--- Input material Enclosed Below ---

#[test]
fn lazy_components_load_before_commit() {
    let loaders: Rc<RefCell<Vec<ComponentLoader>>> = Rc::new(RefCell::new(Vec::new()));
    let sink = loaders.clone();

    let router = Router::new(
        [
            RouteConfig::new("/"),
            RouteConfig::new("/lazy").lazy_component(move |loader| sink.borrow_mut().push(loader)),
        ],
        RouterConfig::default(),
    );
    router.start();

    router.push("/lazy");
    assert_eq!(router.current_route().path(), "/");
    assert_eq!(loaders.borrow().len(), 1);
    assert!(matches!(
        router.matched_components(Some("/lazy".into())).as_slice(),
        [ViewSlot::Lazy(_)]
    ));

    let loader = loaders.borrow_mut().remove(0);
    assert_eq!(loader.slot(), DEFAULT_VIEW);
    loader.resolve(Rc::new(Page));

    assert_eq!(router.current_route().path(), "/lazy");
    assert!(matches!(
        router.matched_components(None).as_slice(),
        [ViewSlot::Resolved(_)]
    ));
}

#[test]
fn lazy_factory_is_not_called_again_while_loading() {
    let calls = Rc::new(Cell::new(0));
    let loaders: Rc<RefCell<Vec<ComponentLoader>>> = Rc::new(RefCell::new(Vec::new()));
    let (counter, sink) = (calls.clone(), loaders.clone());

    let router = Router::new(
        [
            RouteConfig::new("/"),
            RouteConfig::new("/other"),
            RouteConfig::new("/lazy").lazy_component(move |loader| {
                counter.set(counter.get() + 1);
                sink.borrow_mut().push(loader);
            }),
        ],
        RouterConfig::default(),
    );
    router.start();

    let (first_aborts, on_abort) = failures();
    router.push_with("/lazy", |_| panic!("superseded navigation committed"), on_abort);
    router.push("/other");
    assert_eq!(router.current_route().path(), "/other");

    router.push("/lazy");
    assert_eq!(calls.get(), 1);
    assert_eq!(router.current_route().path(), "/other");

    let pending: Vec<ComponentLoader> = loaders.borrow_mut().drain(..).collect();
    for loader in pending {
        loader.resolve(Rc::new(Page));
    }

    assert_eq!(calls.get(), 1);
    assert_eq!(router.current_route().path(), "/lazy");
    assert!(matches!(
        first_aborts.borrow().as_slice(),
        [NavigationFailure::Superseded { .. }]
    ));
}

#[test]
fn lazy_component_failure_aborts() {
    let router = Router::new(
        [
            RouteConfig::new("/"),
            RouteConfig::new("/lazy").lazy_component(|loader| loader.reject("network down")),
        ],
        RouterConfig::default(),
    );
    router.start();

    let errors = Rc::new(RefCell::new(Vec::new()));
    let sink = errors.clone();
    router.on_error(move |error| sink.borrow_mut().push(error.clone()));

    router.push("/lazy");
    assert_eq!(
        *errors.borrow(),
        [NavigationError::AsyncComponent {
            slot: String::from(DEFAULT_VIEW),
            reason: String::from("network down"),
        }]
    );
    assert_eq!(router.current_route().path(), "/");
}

--- End of Enclosed Input material ---
--- Input material Enclosed Below ---

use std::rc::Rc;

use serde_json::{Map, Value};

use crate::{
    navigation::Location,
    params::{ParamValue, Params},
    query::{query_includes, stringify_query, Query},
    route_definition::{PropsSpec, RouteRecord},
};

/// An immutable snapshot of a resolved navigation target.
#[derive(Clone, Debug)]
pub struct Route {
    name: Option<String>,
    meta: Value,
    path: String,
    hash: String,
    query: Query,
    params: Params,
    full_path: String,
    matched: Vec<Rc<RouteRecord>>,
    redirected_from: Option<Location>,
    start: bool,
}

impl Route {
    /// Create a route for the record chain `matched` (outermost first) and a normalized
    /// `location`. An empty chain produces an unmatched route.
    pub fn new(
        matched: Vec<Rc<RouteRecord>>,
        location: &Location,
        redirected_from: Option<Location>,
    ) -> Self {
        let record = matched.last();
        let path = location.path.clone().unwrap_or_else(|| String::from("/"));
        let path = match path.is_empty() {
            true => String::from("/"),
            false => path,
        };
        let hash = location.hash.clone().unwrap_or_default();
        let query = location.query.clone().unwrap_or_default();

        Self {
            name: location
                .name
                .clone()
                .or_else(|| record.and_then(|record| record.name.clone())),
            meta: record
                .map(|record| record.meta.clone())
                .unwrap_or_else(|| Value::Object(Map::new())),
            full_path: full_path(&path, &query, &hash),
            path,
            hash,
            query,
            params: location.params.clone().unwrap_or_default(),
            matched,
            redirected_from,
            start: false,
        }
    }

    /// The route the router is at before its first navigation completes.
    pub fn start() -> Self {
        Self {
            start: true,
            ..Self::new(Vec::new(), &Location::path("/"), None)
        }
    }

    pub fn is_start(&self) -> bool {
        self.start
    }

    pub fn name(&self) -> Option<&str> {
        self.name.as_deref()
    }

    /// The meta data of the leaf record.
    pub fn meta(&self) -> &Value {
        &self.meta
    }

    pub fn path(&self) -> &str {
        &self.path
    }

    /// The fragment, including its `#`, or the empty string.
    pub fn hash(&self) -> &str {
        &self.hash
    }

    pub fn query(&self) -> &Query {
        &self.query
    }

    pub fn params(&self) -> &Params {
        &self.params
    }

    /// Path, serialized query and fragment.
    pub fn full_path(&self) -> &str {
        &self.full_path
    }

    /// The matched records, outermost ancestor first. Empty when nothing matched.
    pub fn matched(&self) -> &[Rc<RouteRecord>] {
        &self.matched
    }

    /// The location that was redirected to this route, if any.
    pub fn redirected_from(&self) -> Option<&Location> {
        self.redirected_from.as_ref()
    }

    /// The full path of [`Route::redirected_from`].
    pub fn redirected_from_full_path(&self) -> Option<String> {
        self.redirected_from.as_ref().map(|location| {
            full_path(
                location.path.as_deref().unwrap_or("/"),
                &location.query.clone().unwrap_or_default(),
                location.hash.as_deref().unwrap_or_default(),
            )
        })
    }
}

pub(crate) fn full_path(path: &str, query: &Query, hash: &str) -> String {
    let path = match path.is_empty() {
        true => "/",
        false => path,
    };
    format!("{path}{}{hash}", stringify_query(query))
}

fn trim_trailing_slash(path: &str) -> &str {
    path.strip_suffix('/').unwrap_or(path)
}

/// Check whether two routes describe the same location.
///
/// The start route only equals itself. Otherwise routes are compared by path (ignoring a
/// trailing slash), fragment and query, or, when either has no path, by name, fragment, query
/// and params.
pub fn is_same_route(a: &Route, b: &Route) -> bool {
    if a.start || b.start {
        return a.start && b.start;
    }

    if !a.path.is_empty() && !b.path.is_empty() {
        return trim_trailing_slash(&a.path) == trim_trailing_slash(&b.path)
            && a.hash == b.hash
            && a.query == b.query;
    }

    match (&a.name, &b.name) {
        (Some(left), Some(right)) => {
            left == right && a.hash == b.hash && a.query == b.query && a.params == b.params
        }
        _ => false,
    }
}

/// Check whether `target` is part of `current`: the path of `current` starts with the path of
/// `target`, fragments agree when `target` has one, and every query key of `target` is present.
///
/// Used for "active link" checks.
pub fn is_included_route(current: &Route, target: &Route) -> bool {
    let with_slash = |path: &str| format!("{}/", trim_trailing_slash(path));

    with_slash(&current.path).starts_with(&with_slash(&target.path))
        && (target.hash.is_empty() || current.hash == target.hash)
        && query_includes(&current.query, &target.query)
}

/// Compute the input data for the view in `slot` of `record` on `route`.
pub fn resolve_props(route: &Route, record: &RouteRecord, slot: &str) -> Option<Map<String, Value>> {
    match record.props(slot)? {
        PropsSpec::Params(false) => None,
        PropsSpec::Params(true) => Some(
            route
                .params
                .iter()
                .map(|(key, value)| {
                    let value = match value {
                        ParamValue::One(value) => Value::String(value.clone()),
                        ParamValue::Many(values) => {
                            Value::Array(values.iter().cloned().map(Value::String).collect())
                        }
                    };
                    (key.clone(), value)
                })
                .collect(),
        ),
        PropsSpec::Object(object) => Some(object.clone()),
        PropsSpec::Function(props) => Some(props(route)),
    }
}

--- End of Enclosed Input material ---

→ **Task to complete**: Report each line of the data in which "Option" occurs.

→ **Reply to the task**:
    name: Option<String>,
    redirected_from: Option<Location>,
        redirected_from: Option<Location>,
    pub fn name(&self) -> Option<&str> {
    pub fn redirected_from(&self) -> Option<&Location> {
    pub fn redirected_from_full_path(&self) -> Option<String> {
pub fn resolve_props(route: &Route, record: &RouteRecord, slot: &str) -> Option<Map<String, Value>> {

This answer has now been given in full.